Covid-19 used to curtail LGBT+ civil rights, report finds


Free speech, LGBT+ rights, and freedoms to peacefully assemble have deteriorated during the pandemic. A new study released Dec. 9 finds the coronavirus pandemic has greatly impacted civil liberties around the world, and LGBT+ people have been especially hard hit. The study found that 87% of the global population now lives in countries categorized as “closed,” “repressed,” or “obstructed.”

The pandemic has been used as a pretext to curtail civil rights, which have deteriorated globally, causing a dramatic rise in repressive actions by governments.

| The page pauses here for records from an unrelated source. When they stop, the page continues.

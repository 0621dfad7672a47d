//! Icon handling
//!
//! This module provides:
//! - [`AppIcon`]: the icon file shipped with a package (user supplied or the
//!   generated default)
//! - [`IconConverter`]: the PNG to platform-icon seam
//! - [`IcnsConverter`]: multi-resolution Apple ICNS generation
//!
//! ICNS sizes: 16, 32, 64, 128, 256, 512 (PNG-compressed members)

use crate::error::{PackError, PackResult};
use image::{DynamicImage, ImageFormat, Rgba, RgbaImage};
use std::io::Cursor;
use std::path::Path;

/// ICNS member types carrying PNG data, with their edge length
const ICNS_MEMBERS: &[(&[u8; 4], u32)] = &[
    (b"icp4", 16),
    (b"icp5", 32),
    (b"icp6", 64),
    (b"ic07", 128),
    (b"ic08", 256),
    (b"ic09", 512),
];

/// Edge length of the generated default icon
const DEFAULT_ICON_SIZE: u32 = 256;

/// File name used when the icon has none
pub const DEFAULT_ICON_NAME: &str = "icon.png";

/// Supported source icon formats
#[derive(Debug, Clone, Copy, PartialEq, Eq)]
pub enum IconFormat {
    Png,
    Jpeg,
}

impl IconFormat {
    /// Detect format from file extension
    pub fn from_extension(ext: &str) -> Option<Self> {
        match ext.to_lowercase().as_str() {
            "png" => Some(Self::Png),
            "jpg" | "jpeg" => Some(Self::Jpeg),
            _ => None,
        }
    }

    /// Detect format from magic bytes
    pub fn from_bytes(data: &[u8]) -> Option<Self> {
        if data.starts_with(&[0x89, 0x50, 0x4E, 0x47]) {
            return Some(Self::Png);
        }
        if data.starts_with(&[0xFF, 0xD8, 0xFF]) {
            return Some(Self::Jpeg);
        }
        None
    }

    fn image_format(self) -> ImageFormat {
        match self {
            Self::Png => ImageFormat::Png,
            Self::Jpeg => ImageFormat::Jpeg,
        }
    }
}

/// Icon file placed into packages
#[derive(Debug, Clone, PartialEq, Eq)]
pub struct AppIcon {
    /// File name inside the package
    pub name: String,
    /// Raw image bytes
    pub data: Vec<u8>,
}

impl AppIcon {
    pub fn new(name: impl Into<String>, data: Vec<u8>) -> Self {
        Self {
            name: name.into(),
            data,
        }
    }

    /// Read an icon from disk, keeping its file name
    pub fn load(path: &Path) -> PackResult<Self> {
        let data = std::fs::read(path).map_err(|e| {
            PackError::Icon(format!("Failed to read icon file {}: {}", path.display(), e))
        })?;

        let format = path
            .extension()
            .and_then(|e| e.to_str())
            .and_then(IconFormat::from_extension)
            .or_else(|| IconFormat::from_bytes(&data));
        if format.is_none() {
            return Err(PackError::Icon(format!(
                "Unknown icon format for {}: supported formats are PNG, JPG",
                path.display()
            )));
        }

        let name = path
            .file_name()
            .and_then(|n| n.to_str())
            .filter(|n| !n.is_empty())
            .unwrap_or(DEFAULT_ICON_NAME);
        Ok(Self::new(name, data))
    }

    /// Generated placeholder icon
    pub fn default_icon() -> PackResult<Self> {
        let img = RgbaImage::from_fn(DEFAULT_ICON_SIZE, DEFAULT_ICON_SIZE, |x, y| {
            let margin = DEFAULT_ICON_SIZE / 8;
            let inside = (margin..DEFAULT_ICON_SIZE - margin).contains(&x)
                && (margin..DEFAULT_ICON_SIZE - margin).contains(&y);
            if inside {
                Rgba([0xff, 0x4c, 0x4c, 0xff])
            } else {
                Rgba([0, 0, 0, 0])
            }
        });
        let data = encode_png(&DynamicImage::ImageRgba8(img))?;
        Ok(Self::new(DEFAULT_ICON_NAME, data))
    }
}

/// Converts a PNG (or JPEG) image into a platform icon container
pub trait IconConverter: Send + Sync {
    fn convert(&self, image: &[u8]) -> PackResult<Vec<u8>>;
}

/// Apple ICNS converter
#[derive(Debug, Default, Clone, Copy)]
pub struct IcnsConverter;

impl IconConverter for IcnsConverter {
    fn convert(&self, image: &[u8]) -> PackResult<Vec<u8>> {
        let img = load_image(image)?;

        let mut members = Vec::with_capacity(ICNS_MEMBERS.len());
        for &(kind, size) in ICNS_MEMBERS {
            let resized = img.resize_exact(size, size, image::imageops::FilterType::Lanczos3);
            members.push((kind, encode_png(&resized)?));
        }

        let total: usize = 8 + members.iter().map(|(_, png)| 8 + png.len()).sum::<usize>();
        let mut out = Vec::with_capacity(total);
        out.extend_from_slice(b"icns");
        out.extend_from_slice(&container_len(total)?.to_be_bytes());
        for (kind, png) in &members {
            out.extend_from_slice(*kind);
            out.extend_from_slice(&container_len(8 + png.len())?.to_be_bytes());
            out.extend_from_slice(png);
        }

        tracing::info!(
            target: "stagepack::icon",
            "Created ICNS with {} members ({} bytes)",
            members.len(),
            out.len()
        );
        Ok(out)
    }
}

fn container_len(len: usize) -> PackResult<u32> {
    u32::try_from(len).map_err(|_| PackError::Icon("ICNS data too large".to_string()))
}

fn load_image(data: &[u8]) -> PackResult<DynamicImage> {
    let format = IconFormat::from_bytes(data)
        .ok_or_else(|| PackError::Icon("Icon must be a PNG or JPEG image".to_string()))?;
    image::load_from_memory_with_format(data, format.image_format())
        .map_err(|e| PackError::Icon(format!("Failed to load image: {}", e)))
}

fn encode_png(img: &DynamicImage) -> PackResult<Vec<u8>> {
    let mut buffer = Vec::new();
    img.write_to(&mut Cursor::new(&mut buffer), ImageFormat::Png)
        .map_err(|e| PackError::Icon(format!("Failed to encode PNG: {}", e)))?;
    Ok(buffer)
}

Governments have used the pandemic as an excuse to limit or even end free speech, peaceful assembly and freedom of association.

The study was put out by CIVICUS Monitor, a global civil society alliance constituting an influential network of organizations at the local, national, regional and international levels. CIVICUS assessed 196 countries for the study.

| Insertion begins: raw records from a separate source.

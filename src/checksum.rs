//! SHA-256 verification of fetched assets
//!
//! Digests of large buffers are computed on a scoped worker thread. The
//! coordinating thread polls the worker and hands the hashed fraction to a
//! callback, so progress keeps flowing while the digest is computed. The
//! scope joins the worker before returning, on success, error and panic alike.

use crate::error::{PackError, PackResult};
use sha2::{Digest, Sha256};
use std::sync::atomic::{AtomicUsize, Ordering};
use std::thread;
use std::time::Duration;

/// Bytes hashed between two progress updates of the worker
const HASH_BLOCK: usize = 1 << 20;

/// How often the coordinating thread polls the worker
const POLL_INTERVAL: Duration = Duration::from_millis(10);

/// Lowercase hex SHA-256 of `content`
pub fn sha256_hex(content: &[u8]) -> String {
    let mut hasher = Sha256::new();
    hasher.update(content);
    format!("{:x}", hasher.finalize())
}

/// [`sha256_hex`] computed on a dedicated worker thread
///
/// `on_progress` runs on the calling thread with the hashed fraction in
/// `[0, 1]` until the worker is done.
pub fn sha256_offloaded(content: &[u8], mut on_progress: impl FnMut(f64)) -> PackResult<String> {
    let hashed = AtomicUsize::new(0);
    let total = content.len().max(1);

    thread::scope(|scope| {
        let worker = thread::Builder::new()
            .name("stagepack-checksum".to_string())
            .spawn_scoped(scope, || {
                let mut hasher = Sha256::new();
                for block in content.chunks(HASH_BLOCK) {
                    hasher.update(block);
                    hashed.fetch_add(block.len(), Ordering::Relaxed);
                }
                format!("{:x}", hasher.finalize())
            })?;

        while !worker.is_finished() {
            on_progress(hashed.load(Ordering::Relaxed) as f64 / total as f64);
            thread::park_timeout(POLL_INTERVAL);
        }
        on_progress(1.0);

        worker
            .join()
            .map_err(|_| PackError::Io(std::io::Error::other("checksum worker panicked")))
    })
}

/// Compare two hex digests, ignoring case
pub fn digests_match(found: &str, expected: &str) -> bool {
    found.eq_ignore_ascii_case(expected.trim())
}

The detention of protesters, excessive use of force, censorship, attacks on journalists and harassment and intimidation of human rights defenders have all increased, according to the report. Covid-19 has been used to “introduce or implement additional restrictions on civic freedoms,” the report said.

The group categorized fundamental freedoms of association, peaceful assembly and expression as either “closed,” “repressed,” “obstructed,” “narrowed” or “open,” based on several data sources.

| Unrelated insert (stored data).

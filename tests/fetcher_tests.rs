//! Tests for asset fetching, caching and verification

use stagepack::checksum::sha256_hex;
use stagepack::fetcher::ChunkCallback;
use stagepack::{
    AssetCatalog, AssetDescriptor, AssetFetcher, CacheBackend, DiskCache, IntegrityStore,
    MemoryCache, PackError, PackResult, ProgressHub, ProgressRecorder, Transport,
};
use std::collections::HashMap;
use std::sync::atomic::{AtomicBool, AtomicUsize, Ordering};
use std::sync::{Arc, Mutex};
use tempfile::TempDir;

/// Serves fixed bodies by URL path, can be switched off
#[derive(Default)]
struct StubTransport {
    bodies: HashMap<String, Vec<u8>>,
    offline: AtomicBool,
    calls: AtomicUsize,
    content_length: bool,
}

impl StubTransport {
    fn with(mut self, url: &str, body: &[u8]) -> Self {
        self.bodies.insert(url.to_string(), body.to_vec());
        self
    }

    fn calls(&self) -> usize {
        self.calls.load(Ordering::SeqCst)
    }
}

impl Transport for StubTransport {
    fn get(&self, url: &str, on_chunk: &mut ChunkCallback<'_>) -> PackResult<Vec<u8>> {
        self.calls.fetch_add(1, Ordering::SeqCst);
        if self.offline.load(Ordering::SeqCst) {
            return Err(PackError::Config("network disabled".to_string()));
        }
        let key = url.split('?').next().unwrap_or(url);
        let body = self
            .bodies
            .get(key)
            .cloned()
            .ok_or_else(|| PackError::Config(format!("404 {}", url)))?;
        let total = self.content_length.then_some(body.len() as u64);
        for end in (1..=body.len()).step_by(4) {
            on_chunk(end as u64, total);
        }
        on_chunk(body.len() as u64, total);
        Ok(body)
    }
}

fn scaffolding_catalog() -> AssetCatalog {
    AssetCatalog::new("test").with_asset(AssetDescriptor::new("scaffolding", "https://x/y.js"))
}

#[test]
fn test_second_fetch_served_from_cache() {
    let catalog = scaffolding_catalog();
    let store = IntegrityStore::memory(&catalog);
    let transport = Arc::new(StubTransport::default().with("https://x/y.js", b"console.log(1)"));
    let fetcher = AssetFetcher::new(catalog, store, transport.clone());

    let first = fetcher.fetch("scaffolding").unwrap();
    assert_eq!(first, b"console.log(1)");

    transport.offline.store(true, Ordering::SeqCst);
    let second = fetcher.fetch("scaffolding").unwrap();
    assert_eq!(second, b"console.log(1)");
    assert_eq!(transport.calls(), 1);
}

#[test]
fn test_hash_mismatch_is_not_cached() {
    let catalog = AssetCatalog::new("test")
        .with_asset(AssetDescriptor::new("runtime", "https://x/r.zip").with_sha256("abc123"));
    let backend = Arc::new(MemoryCache::new());
    let store = IntegrityStore::new(backend.clone(), &catalog);
    let transport = Arc::new(StubTransport::default().with("https://x/r.zip", b"payload"));
    let fetcher = AssetFetcher::new(catalog, store, transport);

    let err = fetcher.fetch("runtime").unwrap_err();
    match err {
        PackError::IntegrityMismatch {
            asset,
            found,
            expected,
        } => {
            assert_eq!(asset, "runtime");
            assert_eq!(found, sha256_hex(b"payload"));
            assert_eq!(expected, "abc123");
        }
        other => panic!("unexpected error: {:?}", other),
    }
    assert!(backend.is_empty());
}

#[test]
fn test_matching_hash_accepted_case_insensitive() {
    let digest = sha256_hex(b"payload").to_uppercase();
    let catalog = AssetCatalog::new("test")
        .with_asset(AssetDescriptor::new("runtime", "https://x/r.zip").with_sha256(digest));
    let store = IntegrityStore::memory(&catalog);
    let transport = Arc::new(StubTransport::default().with("https://x/r.zip", b"payload"));
    let fetcher = AssetFetcher::new(catalog, store, transport);

    assert_eq!(fetcher.fetch("runtime").unwrap(), b"payload");
}

#[test]
fn test_unknown_asset_rejected() {
    let catalog = scaffolding_catalog();
    let store = IntegrityStore::disabled(&catalog);
    let fetcher = AssetFetcher::new(catalog, store, Arc::new(StubTransport::default()));

    assert!(matches!(
        fetcher.fetch("nwjs-linux"),
        Err(PackError::InvalidAssetRequest(_))
    ));
}

#[test]
fn test_transport_failure_is_retrieval_failure() {
    let catalog = scaffolding_catalog();
    let store = IntegrityStore::disabled(&catalog);
    let fetcher = AssetFetcher::new(catalog, store, Arc::new(StubTransport::default()));

    match fetcher.fetch("scaffolding") {
        Err(PackError::RetrievalFailure { asset, .. }) => assert_eq!(asset, "scaffolding"),
        other => panic!("unexpected result: {:?}", other),
    }
}

#[test]
fn test_progress_is_monotonic_and_ends_at_one() {
    let catalog = AssetCatalog::new("test")
        .with_asset(AssetDescriptor::new("big", "https://x/big.bin").with_estimated_size(10));
    let store = IntegrityStore::disabled(&catalog);
    let transport = Arc::new(StubTransport {
        content_length: true,
        ..Default::default()
    }
    .with("https://x/big.bin", &[7u8; 40]));
    let recorder = Arc::new(ProgressRecorder::new());
    let mut hub = ProgressHub::new();
    hub.subscribe(recorder.clone());
    let fetcher = AssetFetcher::new(catalog, store, transport).with_progress(hub);

    fetcher.fetch("big").unwrap();

    let values = recorder.asset_progress("big");
    assert_eq!(values.first(), Some(&0.0));
    assert_eq!(values.last(), Some(&1.0));
    assert!(values.windows(2).all(|w| w[0] < w[1]));
    // Content length wins over the (wrong) estimate
    assert!(values[..values.len() - 1].iter().all(|v| *v < 1.0));
}

#[test]
fn test_cache_hit_reports_half() {
    let catalog = scaffolding_catalog();
    let store = IntegrityStore::memory(&catalog);
    let transport = Arc::new(StubTransport::default().with("https://x/y.js", b"x"));
    let fetcher = AssetFetcher::new(catalog.clone(), store.clone(), transport.clone());
    fetcher.fetch("scaffolding").unwrap();

    let recorder = Arc::new(ProgressRecorder::new());
    let mut hub = ProgressHub::new();
    hub.subscribe(recorder.clone());
    let cached = AssetFetcher::new(catalog, store, transport).with_progress(hub);
    cached.fetch("scaffolding").unwrap();

    assert_eq!(recorder.asset_progress("scaffolding"), vec![0.0, 0.5, 1.0]);
}

#[test]
fn test_fetch_all_waits_for_every_asset() {
    let catalog = AssetCatalog::new("test")
        .with_asset(AssetDescriptor::new("a", "https://x/a"))
        .with_asset(AssetDescriptor::new("b", "https://x/b"))
        .with_asset(AssetDescriptor::new("c", "https://x/c"));
    let store = IntegrityStore::disabled(&catalog);
    let transport = Arc::new(
        StubTransport::default()
            .with("https://x/a", b"A")
            .with("https://x/b", b"B")
            .with("https://x/c", b"C"),
    );
    let fetcher = AssetFetcher::new(catalog, store, transport.clone());

    let assets = fetcher.fetch_all(&["a", "b", "c", "a"]).unwrap();
    assert_eq!(assets.len(), 3);
    assert_eq!(assets["b"], b"B");
    assert_eq!(transport.calls(), 3);
}

#[test]
fn test_fetch_all_reports_first_error_in_request_order() {
    let catalog = AssetCatalog::new("test")
        .with_asset(AssetDescriptor::new("a", "https://x/a"))
        .with_asset(AssetDescriptor::new("b", "https://x/b").with_sha256("00"));
    let store = IntegrityStore::disabled(&catalog);
    let transport = Arc::new(StubTransport::default().with("https://x/b", b"B"));
    let fetcher = AssetFetcher::new(catalog, store, transport);

    match fetcher.fetch_all(&["a", "b"]) {
        Err(PackError::RetrievalFailure { asset, .. }) => assert_eq!(asset, "a"),
        other => panic!("unexpected result: {:?}", other.map(|m| m.len())),
    }
}

#[test]
fn test_disk_cache_survives_new_store() {
    let temp = TempDir::new().unwrap();
    let catalog = scaffolding_catalog();
    let transport = Arc::new(StubTransport::default().with("https://x/y.js", b"console.log(1)"));

    let store = IntegrityStore::new(Arc::new(DiskCache::new(temp.path())), &catalog);
    AssetFetcher::new(catalog.clone(), store, transport.clone())
        .fetch("scaffolding")
        .unwrap();

    transport.offline.store(true, Ordering::SeqCst);
    let reopened = IntegrityStore::new(Arc::new(DiskCache::new(temp.path())), &catalog);
    let bytes = AssetFetcher::new(catalog, reopened, transport)
        .fetch("scaffolding")
        .unwrap();
    assert_eq!(bytes, b"console.log(1)");
}

/// Backend whose every operation fails
struct FailingBackend {
    attempts: Mutex<usize>,
}

impl CacheBackend for FailingBackend {
    fn load(&self, _: &AssetDescriptor) -> PackResult<Option<Vec<u8>>> {
        *self.attempts.lock().unwrap() += 1;
        Err(PackError::CacheFailure("load".to_string()))
    }

    fn store(&self, _: &AssetDescriptor, _: &[u8]) -> PackResult<()> {
        *self.attempts.lock().unwrap() += 1;
        Err(PackError::CacheFailure("store".to_string()))
    }

    fn kind(&self) -> &'static str {
        "failing"
    }
}

#[test]
fn test_cache_failures_do_not_fail_fetch() {
    let catalog = scaffolding_catalog();
    let backend = Arc::new(FailingBackend {
        attempts: Mutex::new(0),
    });
    let store = IntegrityStore::new(backend.clone(), &catalog);
    let transport = Arc::new(StubTransport::default().with("https://x/y.js", b"ok"));
    let fetcher = AssetFetcher::new(catalog, store, transport);

    assert_eq!(fetcher.fetch("scaffolding").unwrap(), b"ok");
    assert_eq!(*backend.attempts.lock().unwrap(), 2);
}

#[test]
fn test_corrupted_cache_entry_is_rejected() {
    let descriptor =
        AssetDescriptor::new("runtime", "https://x/r.zip").with_sha256(sha256_hex(b"good"));
    let catalog = AssetCatalog::new("test").with_asset(descriptor.clone());
    let backend = Arc::new(MemoryCache::new());
    backend.store(&descriptor, b"bad").unwrap();
    let store = IntegrityStore::new(backend, &catalog);
    let transport = Arc::new(StubTransport::default().with("https://x/r.zip", b"good"));
    let fetcher = AssetFetcher::new(catalog, store, transport.clone());

    match fetcher.fetch("runtime") {
        Err(PackError::IntegrityMismatch {
            asset,
            found,
            expected,
        }) => {
            assert_eq!(asset, "runtime");
            assert_eq!(found, sha256_hex(b"bad"));
            assert_eq!(expected, sha256_hex(b"good"));
        }
        other => panic!("unexpected result: {:?}", other),
    }
    assert_eq!(transport.calls(), 0);
}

The worst-rated countries were “closed.” A quarter of the world’s population now lives in these countries where “state and non-state actors” routinely imprison, injure and kill people for attempting to exercise their rights. China, Saudi Arabia and Turkmenistan are among the countries listed in this category. In all three, LGBT+ can be imprisoned for simple assembly.

According to a statement from lead CIVICUS researcher Marianna Belaalba Barreto, “Our research reflects a deepening civic space crisis across the globe and highlights how governments are using the pandemic as an excuse to further curtail rights, including by passing legislation to criminalize speech.”

Of the 196 countries assessed for the study, only the Democratic Republic of the Congo and Sudan had improved their rating from last year, moving from “closed” to “repressed.” Eleven countries were downgraded, notably the U.S., Costa Rica, Chile, Ecuador, Ivory Coast, Iraq, the Philippines and Slovenia. Overall, the report stated, the outlook for civil liberties is “bleak.”

In the U.S., CIVICUS cited the Trump administration’s response to civil rights protests and other treatment of minority groups, noting that the Trump administration “responded with excessive force, police violence and mass detentions” to protests and that states and cities had done the same. The study found in recent years several states have enacted restrictive laws which limit people’s right to peacefully protest, while across the U.S., reporters were increasingly detained or injured while conducting interviews or covering protests, researchers found, emphasizing that journalists of color, women and LGBT+ people were especially at risk.

In Europe, “authoritarian” moves by governments using the pandemic “as a pretext to curtail freedoms” and even arrest and detain LGBT+ people have restricted civil rights in Hungary, Poland, Slovenia and Serbia.

In west Africa, four countries — Ivory Coast, Guinea, Niger and Togo — were downgraded from “obstructed” to “repressed.”

CIVICUS also reported the direct targeting of excluded groups such as LGBT+ people, immigrants or refugees, said CIVICUS Monitor researcher Josef Benedict. Among the countries downgraded for their treatment of LGBT+ were Poland, Hungary, Uganda and India.

CIVICUS Monitor is calling for governments to work with civil society and human rights defenders “to halt this downward spiral and push back against the authoritarian forces at work.”

While the CIVICUS Monitor study cited a global trend in repressive actions against protest and targeting of LGBT+ people in particular, the EU is focusing on protecting LGBT+ people in the most repressive EU nations.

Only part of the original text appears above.